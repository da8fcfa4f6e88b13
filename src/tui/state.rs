use crate::error::WorkflowError;
use crate::export::ExportedFile;
use crate::model::{FillMethod, ModelType, PipelineState, PreprocessOptions, TrainOptions};
use crate::view::TablePager;
use std::collections::{BTreeSet, HashSet};
use std::path::PathBuf;

/// Which text field keyboard input is going to.
#[derive(Debug, Clone, Copy, PartialEq, Eq)]
pub enum InputTarget {
    UploadPath,
    FillValue,
    OutlierThreshold,
}

#[derive(Debug, Clone)]
pub struct TextInput {
    pub target: InputTarget,
    pub buffer: String,
}

pub struct UiState {
    /// Latest snapshot published by the controller. Never mutated here.
    pub pipeline: PipelineState,
    pub show_help: bool,
    pub info: String,
    pub input: Option<TextInput>,
    pub upload_path: String,

    pub original_pager: TablePager,
    pub processed_pager: TablePager,
    pub preprocess: PreprocessForm,
    pub train: TrainForm,
    pub eda_selected: usize,

    pub exported: Vec<ExportedFile>,
    pub base_url: String,
    pub log_path: Option<PathBuf>,
}

impl Default for UiState {
    fn default() -> Self {
        Self {
            pipeline: PipelineState::default(),
            show_help: false,
            info: "Enter the path of a CSV file to begin (press Enter).".into(),
            input: None,
            upload_path: String::new(),
            original_pager: TablePager::default(),
            processed_pager: TablePager::default(),
            preprocess: PreprocessForm::default(),
            train: TrainForm::default(),
            eda_selected: 0,
            exported: Vec::new(),
            base_url: String::new(),
            log_path: None,
        }
    }
}

impl UiState {
    /// Replace the pipeline snapshot and re-align the forms with its columns.
    pub fn apply_snapshot(&mut self, pipeline: PipelineState) {
        if let Some(original) = pipeline.original.as_ref() {
            self.preprocess.sync_columns(original.columns());
        }
        if let Some(processed) = pipeline.processed.as_ref() {
            self.train.sync_columns(processed.table.columns());
        }
        let charts = pipeline.eda.as_ref().map_or(0, |e| e.charts().len());
        self.eda_selected = self.eda_selected.min(charts.saturating_sub(1));
        // A fresh backend error supersedes whatever the status line said before.
        if pipeline.error.is_some() && pipeline.error != self.pipeline.error {
            self.info.clear();
        }
        self.pipeline = pipeline;
    }

    pub fn begin_input(&mut self, target: InputTarget) {
        let buffer = match target {
            InputTarget::UploadPath => self.upload_path.clone(),
            InputTarget::FillValue => self.preprocess.fill_value.clone(),
            InputTarget::OutlierThreshold => self.preprocess.outlier_threshold.clone(),
        };
        self.input = Some(TextInput { target, buffer });
    }

    /// Store the edited text in its field. Returns the target that was committed.
    pub fn commit_input(&mut self) -> Option<InputTarget> {
        let input = self.input.take()?;
        let value = input.buffer.trim().to_string();
        match input.target {
            InputTarget::UploadPath => self.upload_path = value,
            InputTarget::FillValue => self.preprocess.fill_value = value,
            InputTarget::OutlierThreshold => self.preprocess.outlier_threshold = value,
        }
        Some(input.target)
    }

    pub fn last_exported_path(&self) -> Option<String> {
        self.exported
            .last()
            .map(|f| f.path.to_string_lossy().into_owned())
    }
}

/// One row of the preprocessing form.
#[derive(Debug, Clone, Copy, PartialEq, Eq)]
pub enum PreprocessField {
    FillMethod,
    FillValue,
    Normalize,
    RemoveOutliers,
    OutlierThreshold,
    Column(usize),
}

const PREPROCESS_OPTION_ROWS: usize = 5;

#[derive(Debug, Clone)]
pub struct PreprocessForm {
    columns: Vec<String>,
    pub drop: BTreeSet<String>,
    pub fill_method: FillMethod,
    pub fill_value: String,
    pub normalize: bool,
    pub remove_outliers: bool,
    pub outlier_threshold: String,
    pub cursor: usize,
}

impl Default for PreprocessForm {
    fn default() -> Self {
        Self::from_options(&PreprocessOptions::default())
    }
}

impl PreprocessForm {
    pub fn from_options(opts: &PreprocessOptions) -> Self {
        Self {
            columns: Vec::new(),
            drop: opts.drop_columns.clone(),
            fill_method: opts.fill_method,
            fill_value: opts.fill_value.map(|v| v.to_string()).unwrap_or_default(),
            normalize: opts.normalize,
            remove_outliers: opts.remove_outliers,
            outlier_threshold: opts.outlier_threshold.to_string(),
            cursor: 0,
        }
    }

    pub fn columns(&self) -> &[String] {
        &self.columns
    }

    pub fn sync_columns(&mut self, columns: &[String]) {
        if self.columns.as_slice() == columns {
            return;
        }
        self.columns = columns.to_vec();
        self.drop.retain(|c| columns.contains(c));
        self.cursor = self.cursor.min(self.row_count() - 1);
    }

    pub fn row_count(&self) -> usize {
        PREPROCESS_OPTION_ROWS + self.columns.len()
    }

    pub fn field_at(&self, row: usize) -> PreprocessField {
        match row {
            0 => PreprocessField::FillMethod,
            1 => PreprocessField::FillValue,
            2 => PreprocessField::Normalize,
            3 => PreprocessField::RemoveOutliers,
            4 => PreprocessField::OutlierThreshold,
            n => PreprocessField::Column(n - PREPROCESS_OPTION_ROWS),
        }
    }

    pub fn move_cursor(&mut self, down: bool) {
        let last = self.row_count() - 1;
        self.cursor = if down {
            (self.cursor + 1).min(last)
        } else {
            self.cursor.saturating_sub(1)
        };
    }

    /// Toggle or cycle the focused row. Text rows return the field to edit.
    pub fn activate(&mut self) -> Option<InputTarget> {
        match self.field_at(self.cursor) {
            PreprocessField::FillMethod => {
                let idx = FillMethod::ALL
                    .iter()
                    .position(|m| *m == self.fill_method)
                    .map_or(0, |i| (i + 1) % FillMethod::ALL.len());
                self.fill_method = FillMethod::ALL[idx];
                None
            }
            PreprocessField::FillValue => Some(InputTarget::FillValue),
            PreprocessField::Normalize => {
                self.normalize = !self.normalize;
                None
            }
            PreprocessField::RemoveOutliers => {
                self.remove_outliers = !self.remove_outliers;
                None
            }
            PreprocessField::OutlierThreshold => Some(InputTarget::OutlierThreshold),
            PreprocessField::Column(i) => {
                if let Some(col) = self.columns.get(i) {
                    if !self.drop.remove(col) {
                        self.drop.insert(col.clone());
                    }
                }
                None
            }
        }
    }

    pub fn to_options(&self) -> Result<PreprocessOptions, WorkflowError> {
        let fill_value = match self.fill_method {
            FillMethod::FixedValue if !self.fill_value.is_empty() => {
                Some(self.fill_value.parse::<f64>().map_err(|_| {
                    WorkflowError::validation(format!("'{}' is not a number", self.fill_value))
                })?)
            }
            _ => None,
        };
        let outlier_threshold = self.outlier_threshold.parse::<f64>().map_err(|_| {
            WorkflowError::validation(format!(
                "'{}' is not a valid outlier threshold",
                self.outlier_threshold
            ))
        })?;
        let opts = PreprocessOptions {
            drop_columns: self.drop.clone(),
            fill_method: self.fill_method,
            fill_value,
            normalize: self.normalize,
            remove_outliers: self.remove_outliers,
            outlier_threshold,
        };
        opts.validate()?;
        Ok(opts)
    }
}

/// Row 0 selects the model family; the rest are the processed columns.
#[derive(Debug, Clone, Default)]
pub struct TrainForm {
    columns: Vec<String>,
    pub model_type: ModelType,
    pub target: Option<String>,
    pub features: HashSet<String>,
    pub cursor: usize,
}

impl TrainForm {
    pub fn from_options(opts: Option<&TrainOptions>) -> Self {
        let Some(opts) = opts else {
            return Self::default();
        };
        Self {
            columns: Vec::new(),
            model_type: opts.model_type,
            target: Some(opts.target.clone()).filter(|t| !t.is_empty()),
            features: opts.features.iter().cloned().collect(),
            cursor: 0,
        }
    }

    pub fn columns(&self) -> &[String] {
        &self.columns
    }

    pub fn sync_columns(&mut self, columns: &[String]) {
        if self.columns.as_slice() == columns {
            return;
        }
        self.columns = columns.to_vec();
        if self.target.as_ref().is_some_and(|t| !columns.contains(t)) {
            self.target = None;
        }
        self.features.retain(|f| columns.contains(f));
        self.cursor = self.cursor.min(columns.len());
    }

    pub fn move_cursor(&mut self, down: bool) {
        self.cursor = if down {
            (self.cursor + 1).min(self.columns.len())
        } else {
            self.cursor.saturating_sub(1)
        };
    }

    fn focused_column(&self) -> Option<&String> {
        self.cursor.checked_sub(1).and_then(|i| self.columns.get(i))
    }

    pub fn cycle_model(&mut self) {
        let idx = ModelType::ALL
            .iter()
            .position(|m| *m == self.model_type)
            .map_or(0, |i| (i + 1) % ModelType::ALL.len());
        self.model_type = ModelType::ALL[idx];
    }

    /// Make the focused column the target. It stops being a feature.
    pub fn set_target(&mut self) -> bool {
        let Some(col) = self.focused_column().cloned() else {
            return false;
        };
        self.features.remove(&col);
        self.target = Some(col);
        true
    }

    /// Toggle the focused column as a feature. The target cannot be one.
    pub fn toggle_feature(&mut self) -> Result<(), &'static str> {
        let Some(col) = self.focused_column().cloned() else {
            return Err("select a column first");
        };
        if self.target.as_deref() == Some(col.as_str()) {
            return Err("the target column cannot also be a feature");
        }
        if !self.features.remove(&col) {
            self.features.insert(col);
        }
        Ok(())
    }

    /// Features come out in column order.
    pub fn to_options(&self) -> TrainOptions {
        TrainOptions {
            model_type: self.model_type,
            target: self.target.clone().unwrap_or_default(),
            features: self
                .columns
                .iter()
                .filter(|c| self.features.contains(*c))
                .cloned()
                .collect(),
        }
    }
}

#[cfg(test)]
mod tests {
    use super::*;

    fn cols(names: &[&str]) -> Vec<String> {
        names.iter().map(|s| s.to_string()).collect()
    }

    #[test]
    fn preprocess_form_builds_validated_options() {
        let mut form = PreprocessForm::default();
        form.sync_columns(&cols(&["id", "age", "income"]));
        form.cursor = PREPROCESS_OPTION_ROWS;
        form.activate();
        assert!(form.drop.contains("id"));

        form.cursor = 0;
        for _ in 0..3 {
            form.activate();
        }
        assert_eq!(form.fill_method, FillMethod::FixedValue);
        assert!(form.to_options().is_err(), "fixed value without a value");

        form.fill_value = "0".into();
        let opts = form.to_options().expect("valid");
        assert_eq!(opts.fill_value, Some(0.0));
        assert_eq!(opts.drop_columns.len(), 1);
        assert!(opts.normalize);
    }

    #[test]
    fn dropped_columns_follow_a_new_upload() {
        let mut form = PreprocessForm::default();
        form.sync_columns(&cols(&["id", "age"]));
        form.drop.insert("id".into());
        form.sync_columns(&cols(&["age", "score"]));
        assert!(form.drop.is_empty());
    }

    #[test]
    fn train_form_keeps_target_out_of_features() {
        let mut form = TrainForm::default();
        form.sync_columns(&cols(&["age", "income", "score"]));

        form.cursor = 2;
        form.toggle_feature().expect("income");
        form.cursor = 1;
        form.toggle_feature().expect("age");
        form.cursor = 3;
        assert!(form.set_target());
        assert!(form.toggle_feature().is_err());

        let opts = form.to_options();
        assert_eq!(opts.target, "score");
        assert_eq!(opts.features, vec!["age", "income"]);
        assert!(opts.validate().is_ok());

        form.cursor = 1;
        assert!(form.set_target());
        assert_eq!(form.to_options().features, vec!["income"]);
    }

    #[test]
    fn text_input_commits_into_its_field() {
        let mut state = UiState::default();
        state.begin_input(InputTarget::UploadPath);
        if let Some(input) = state.input.as_mut() {
            input.buffer.push_str("  data/credit.csv ");
        }
        assert_eq!(state.commit_input(), Some(InputTarget::UploadPath));
        assert_eq!(state.upload_path, "data/credit.csv");
        assert!(state.input.is_none());
    }

    #[test]
    fn new_backend_error_replaces_the_status_message() {
        let mut state = UiState::default();
        state.info = "Loaded people.csv".into();
        let failed = PipelineState {
            error: Some("Failed to upload the file".into()),
            ..Default::default()
        };
        state.apply_snapshot(failed.clone());
        assert!(state.info.is_empty());

        // The same error republished keeps later messages.
        state.info = "step 'Results' is not reachable from 'Upload'".into();
        state.apply_snapshot(failed);
        assert_eq!(state.info, "step 'Results' is not reachable from 'Upload'");
    }
}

_What you have to do:_ Where does the word "Results" appear in the listing? List each line that holds it.

_Task output:_
        state.info = "step 'Results' is not reachable from 'Upload'".into();
        assert_eq!(state.info, "step 'Results' is not reachable from 'Upload'");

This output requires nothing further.